# [What you should do]
If a line in the entries below includes "Quick", pick it out and copy it.

# [Materials provided]
_ _ _ _ _ _ _
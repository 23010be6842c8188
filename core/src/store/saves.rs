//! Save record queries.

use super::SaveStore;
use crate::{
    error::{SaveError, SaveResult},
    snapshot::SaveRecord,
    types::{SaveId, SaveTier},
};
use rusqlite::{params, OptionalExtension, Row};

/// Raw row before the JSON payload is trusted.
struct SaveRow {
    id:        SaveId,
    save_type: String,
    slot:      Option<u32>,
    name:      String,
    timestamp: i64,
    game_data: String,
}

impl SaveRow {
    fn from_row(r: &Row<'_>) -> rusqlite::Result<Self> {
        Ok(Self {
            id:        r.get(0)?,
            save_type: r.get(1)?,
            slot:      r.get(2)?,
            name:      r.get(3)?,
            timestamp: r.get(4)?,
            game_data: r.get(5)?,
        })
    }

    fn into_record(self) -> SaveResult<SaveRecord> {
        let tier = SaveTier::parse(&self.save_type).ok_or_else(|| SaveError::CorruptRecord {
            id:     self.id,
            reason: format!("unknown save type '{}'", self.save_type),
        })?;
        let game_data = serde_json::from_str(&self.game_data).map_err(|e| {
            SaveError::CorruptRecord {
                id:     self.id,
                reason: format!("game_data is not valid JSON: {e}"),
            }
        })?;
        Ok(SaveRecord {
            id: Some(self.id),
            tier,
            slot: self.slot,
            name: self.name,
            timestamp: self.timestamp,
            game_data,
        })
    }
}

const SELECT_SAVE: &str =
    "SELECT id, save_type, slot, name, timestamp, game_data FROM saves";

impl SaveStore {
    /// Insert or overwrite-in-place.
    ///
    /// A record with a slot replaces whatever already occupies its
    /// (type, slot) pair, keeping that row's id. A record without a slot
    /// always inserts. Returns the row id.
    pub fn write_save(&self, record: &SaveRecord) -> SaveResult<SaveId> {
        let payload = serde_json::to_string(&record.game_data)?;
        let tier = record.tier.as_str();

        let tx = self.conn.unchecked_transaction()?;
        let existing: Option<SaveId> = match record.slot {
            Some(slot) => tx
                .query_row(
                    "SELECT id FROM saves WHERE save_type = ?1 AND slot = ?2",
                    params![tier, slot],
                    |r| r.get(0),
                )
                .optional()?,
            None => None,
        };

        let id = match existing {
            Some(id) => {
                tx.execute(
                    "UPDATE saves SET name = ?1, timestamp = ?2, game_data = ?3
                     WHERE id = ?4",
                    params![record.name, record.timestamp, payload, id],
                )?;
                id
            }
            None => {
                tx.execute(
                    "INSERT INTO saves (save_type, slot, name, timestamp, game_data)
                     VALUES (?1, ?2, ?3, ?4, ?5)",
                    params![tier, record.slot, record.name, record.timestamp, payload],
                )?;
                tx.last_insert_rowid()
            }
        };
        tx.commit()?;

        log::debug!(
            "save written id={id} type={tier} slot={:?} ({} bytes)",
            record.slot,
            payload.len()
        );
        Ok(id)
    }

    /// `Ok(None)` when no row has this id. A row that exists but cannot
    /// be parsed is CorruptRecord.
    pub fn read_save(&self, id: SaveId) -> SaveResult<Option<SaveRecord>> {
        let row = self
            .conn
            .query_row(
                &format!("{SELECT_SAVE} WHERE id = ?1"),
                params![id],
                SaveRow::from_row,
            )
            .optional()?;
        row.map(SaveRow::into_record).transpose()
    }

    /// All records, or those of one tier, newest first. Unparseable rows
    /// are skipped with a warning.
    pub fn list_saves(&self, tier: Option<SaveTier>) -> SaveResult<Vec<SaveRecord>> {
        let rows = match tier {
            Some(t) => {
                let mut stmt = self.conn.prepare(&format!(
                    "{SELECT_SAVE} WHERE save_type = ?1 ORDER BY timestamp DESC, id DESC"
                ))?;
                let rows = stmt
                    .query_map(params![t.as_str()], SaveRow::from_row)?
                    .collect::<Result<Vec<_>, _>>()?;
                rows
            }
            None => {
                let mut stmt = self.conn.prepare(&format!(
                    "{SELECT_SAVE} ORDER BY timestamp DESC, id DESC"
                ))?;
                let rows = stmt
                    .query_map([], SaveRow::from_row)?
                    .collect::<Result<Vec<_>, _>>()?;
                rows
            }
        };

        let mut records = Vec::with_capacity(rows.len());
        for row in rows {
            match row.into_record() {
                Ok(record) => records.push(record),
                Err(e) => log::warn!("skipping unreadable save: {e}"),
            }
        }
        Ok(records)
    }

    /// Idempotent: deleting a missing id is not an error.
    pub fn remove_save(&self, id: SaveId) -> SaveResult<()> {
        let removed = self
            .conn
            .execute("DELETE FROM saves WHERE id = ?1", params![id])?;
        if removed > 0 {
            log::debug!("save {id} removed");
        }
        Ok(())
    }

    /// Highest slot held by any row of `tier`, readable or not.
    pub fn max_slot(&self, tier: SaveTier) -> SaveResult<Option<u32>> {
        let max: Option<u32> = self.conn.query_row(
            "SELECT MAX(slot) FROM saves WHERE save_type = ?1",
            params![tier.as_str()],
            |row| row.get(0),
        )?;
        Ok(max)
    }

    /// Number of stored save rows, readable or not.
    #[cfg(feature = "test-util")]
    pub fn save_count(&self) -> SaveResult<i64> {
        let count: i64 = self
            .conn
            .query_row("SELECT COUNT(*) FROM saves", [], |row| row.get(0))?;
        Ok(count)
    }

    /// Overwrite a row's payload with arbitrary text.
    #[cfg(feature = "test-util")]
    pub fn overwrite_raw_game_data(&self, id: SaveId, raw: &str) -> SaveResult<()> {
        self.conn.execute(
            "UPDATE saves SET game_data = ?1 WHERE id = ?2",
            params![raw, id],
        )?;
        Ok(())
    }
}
_ _ _ _ _ _ _
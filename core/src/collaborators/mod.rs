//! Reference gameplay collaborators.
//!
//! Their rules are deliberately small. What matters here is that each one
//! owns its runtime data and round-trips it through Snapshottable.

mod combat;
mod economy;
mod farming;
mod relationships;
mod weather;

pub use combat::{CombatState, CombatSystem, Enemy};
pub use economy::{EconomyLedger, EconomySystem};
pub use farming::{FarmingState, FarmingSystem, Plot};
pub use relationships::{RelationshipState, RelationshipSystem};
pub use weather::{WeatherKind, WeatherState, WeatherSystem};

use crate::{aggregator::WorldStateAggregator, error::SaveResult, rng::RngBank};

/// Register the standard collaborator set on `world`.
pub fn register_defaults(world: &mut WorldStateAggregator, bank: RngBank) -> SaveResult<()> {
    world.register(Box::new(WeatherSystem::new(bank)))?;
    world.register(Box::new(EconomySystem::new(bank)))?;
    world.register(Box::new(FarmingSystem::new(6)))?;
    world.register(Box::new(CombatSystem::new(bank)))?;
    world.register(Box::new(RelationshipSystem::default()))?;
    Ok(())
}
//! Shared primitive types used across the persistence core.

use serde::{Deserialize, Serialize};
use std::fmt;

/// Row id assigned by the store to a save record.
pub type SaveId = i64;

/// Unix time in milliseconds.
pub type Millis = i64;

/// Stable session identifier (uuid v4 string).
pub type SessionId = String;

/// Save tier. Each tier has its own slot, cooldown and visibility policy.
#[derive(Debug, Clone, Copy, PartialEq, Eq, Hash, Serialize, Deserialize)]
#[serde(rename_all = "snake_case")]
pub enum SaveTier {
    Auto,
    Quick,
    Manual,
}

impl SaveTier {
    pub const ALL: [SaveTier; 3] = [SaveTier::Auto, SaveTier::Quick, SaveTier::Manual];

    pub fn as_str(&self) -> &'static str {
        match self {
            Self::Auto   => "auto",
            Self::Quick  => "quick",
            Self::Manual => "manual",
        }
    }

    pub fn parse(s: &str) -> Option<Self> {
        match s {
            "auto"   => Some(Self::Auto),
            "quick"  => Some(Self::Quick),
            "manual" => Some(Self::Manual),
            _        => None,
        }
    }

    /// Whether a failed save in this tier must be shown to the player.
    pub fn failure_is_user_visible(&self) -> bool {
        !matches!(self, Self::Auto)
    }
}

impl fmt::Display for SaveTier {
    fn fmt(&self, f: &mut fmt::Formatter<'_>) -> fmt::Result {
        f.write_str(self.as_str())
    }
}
_ _ _ _ _ _ _
# [Task output]
    Quick,
    pub const ALL: [SaveTier; 3] = [SaveTier::Auto, SaveTier::Quick, SaveTier::Manual];
            Self::Quick  => "quick",
            "quick"  => Some(Self::Quick),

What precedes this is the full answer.